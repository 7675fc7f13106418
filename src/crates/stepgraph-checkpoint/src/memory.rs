//! In-memory reference implementation of [`CheckpointSaver`].
//!
//! Keeps every snapshot for every run in a `HashMap` behind a tokio
//! `RwLock`. Suitable for tests and single-process runs; nothing survives
//! the process.

use crate::checkpoint::Checkpoint;
use crate::error::Result;
use crate::traits::CheckpointSaver;
use async_trait::async_trait;
use std::collections::HashMap;
use tokio::sync::RwLock;

/// Process-local checkpoint storage.
#[derive(Debug, Default)]
pub struct InMemoryCheckpointSaver {
    runs: RwLock<HashMap<String, Vec<Checkpoint>>>,
}

impl InMemoryCheckpointSaver {
    pub fn new() -> Self {
        Self::default()
    }

    /// Number of runs with at least one snapshot.
    pub async fn run_count(&self) -> usize {
        self.runs.read().await.len()
    }

    /// Total snapshots across all runs.
    pub async fn checkpoint_count(&self) -> usize {
        self.runs.read().await.values().map(Vec::len).sum()
    }

    /// Drop everything.
    pub async fn clear(&self) {
        self.runs.write().await.clear();
    }
}

#[async_trait]
impl CheckpointSaver for InMemoryCheckpointSaver {
    async fn save(&self, run_id: &str, checkpoint: Checkpoint) -> Result<()> {
        let mut runs = self.runs.write().await;
        runs.entry(run_id.to_string()).or_default().push(checkpoint);
        Ok(())
    }

    async fn load(&self, run_id: &str) -> Result<Option<Checkpoint>> {
        let runs = self.runs.read().await;
        Ok(runs.get(run_id).and_then(|history| history.last().cloned()))
    }

    async fn list(&self, run_id: &str) -> Result<Vec<Checkpoint>> {
        let runs = self.runs.read().await;
        Ok(runs.get(run_id).cloned().unwrap_or_default())
    }

    async fn delete(&self, run_id: &str) -> Result<()> {
        let mut runs = self.runs.write().await;
        runs.remove(run_id);
        Ok(())
    }
}

#[cfg(test)]
mod tests {
    use super::*;
    use serde_json::json;

    fn snapshot(superstep: usize) -> Checkpoint {
        let mut values = HashMap::new();
        values.insert("count".to_string(), json!(superstep));
        Checkpoint::new(superstep, values)
    }

    #[tokio::test]
    async fn save_and_load_latest() {
        let saver = InMemoryCheckpointSaver::new();
        saver.save("run-1", snapshot(0)).await.unwrap();
        saver.save("run-1", snapshot(1)).await.unwrap();

        let latest = saver.load("run-1").await.unwrap().unwrap();
        assert_eq!(latest.superstep, 1);
        assert_eq!(saver.checkpoint_count().await, 2);
    }

    #[tokio::test]
    async fn load_unknown_run_is_none() {
        let saver = InMemoryCheckpointSaver::new();
        assert!(saver.load("missing").await.unwrap().is_none());
    }

    #[tokio::test]
    async fn list_returns_history_in_order() {
        let saver = InMemoryCheckpointSaver::new();
        for step in 0..3 {
            saver.save("run-1", snapshot(step)).await.unwrap();
        }
        let history = saver.list("run-1").await.unwrap();
        let steps: Vec<usize> = history.iter().map(|c| c.superstep).collect();
        assert_eq!(steps, vec![0, 1, 2]);
    }

    #[tokio::test]
    async fn delete_removes_run() {
        let saver = InMemoryCheckpointSaver::new();
        saver.save("run-1", snapshot(0)).await.unwrap();
        saver.delete("run-1").await.unwrap();
        assert_eq!(saver.run_count().await, 0);
        assert!(saver.load("run-1").await.unwrap().is_none());
    }
}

-*-

__Exercise aim__:
Transcribe all of the records above without altering anything.

__Exercise solution__:
repository 7675fc7f13106418
filename src/crates/stepgraph-checkpoint/src/memory.rs
//! In-memory reference implementation of [`CheckpointSaver`].
//!
//! Keeps every snapshot for every run in a `HashMap` behind a tokio
//! `RwLock`. Suitable for tests and single-process runs; nothing survives
//! the process.

use crate::checkpoint::Checkpoint;
use crate::error::Result;
use crate::traits::CheckpointSaver;
use async_trait::async_trait;
use std::collections::HashMap;
use tokio::sync::RwLock;

/// Process-local checkpoint storage.
#[derive(Debug, Default)]
pub struct InMemoryCheckpointSaver {
    runs: RwLock<HashMap<String, Vec<Checkpoint>>>,
}

impl InMemoryCheckpointSaver {
    pub fn new() -> Self {
        Self::default()
    }

    /// Number of runs with at least one snapshot.
    pub async fn run_count(&self) -> usize {
        self.runs.read().await.len()
    }

    /// Total snapshots across all runs.
    pub async fn checkpoint_count(&self) -> usize {
        self.runs.read().await.values().map(Vec::len).sum()
    }

    /// Drop everything.
    pub async fn clear(&self) {
        self.runs.write().await.clear();
    }
}

#[async_trait]
impl CheckpointSaver for InMemoryCheckpointSaver {
    async fn save(&self, run_id: &str, checkpoint: Checkpoint) -> Result<()> {
        let mut runs = self.runs.write().await;
        runs.entry(run_id.to_string()).or_default().push(checkpoint);
        Ok(())
    }

    async fn load(&self, run_id: &str) -> Result<Option<Checkpoint>> {
        let runs = self.runs.read().await;
        Ok(runs.get(run_id).and_then(|history| history.last().cloned()))
    }

    async fn list(&self, run_id: &str) -> Result<Vec<Checkpoint>> {
        let runs = self.runs.read().await;
        Ok(runs.get(run_id).cloned().unwrap_or_default())
    }

    async fn delete(&self, run_id: &str) -> Result<()> {
        let mut runs = self.runs.write().await;
        runs.remove(run_id);
        Ok(())
    }
}

#[cfg(test)]
mod tests {
    use super::*;
    use serde_json::json;

    fn snapshot(superstep: usize) -> Checkpoint {
        let mut values = HashMap::new();
        values.insert("count".to_string(), json!(superstep));
        Checkpoint::new(superstep, values)
    }

    #[tokio::test]
    async fn save_and_load_latest() {
        let saver = InMemoryCheckpointSaver::new();
        saver.save("run-1", snapshot(0)).await.unwrap();
        saver.save("run-1", snapshot(1)).await.unwrap();

        let latest = saver.load("run-1").await.unwrap().unwrap();
        assert_eq!(latest.superstep, 1);
        assert_eq!(saver.checkpoint_count().await, 2);
    }

    #[tokio::test]
    async fn load_unknown_run_is_none() {
        let saver = InMemoryCheckpointSaver::new();
        assert!(saver.load("missing").await.unwrap().is_none());
    }

    #[tokio::test]
    async fn list_returns_history_in_order() {
        let saver = InMemoryCheckpointSaver::new();
        for step in 0..3 {
            saver.save("run-1", snapshot(step)).await.unwrap();
        }
        let history = saver.list("run-1").await.unwrap();
        let steps: Vec<usize> = history.iter().map(|c| c.superstep).collect();
        assert_eq!(steps, vec![0, 1, 2]);
    }

    #[tokio::test]
    async fn delete_removes_run() {
        let saver = InMemoryCheckpointSaver::new();
        saver.save("run-1", snapshot(0)).await.unwrap();
        saver.delete("run-1").await.unwrap();
        assert_eq!(saver.run_count().await, 0);
        assert!(saver.load("run-1").await.unwrap().is_none());
    }
}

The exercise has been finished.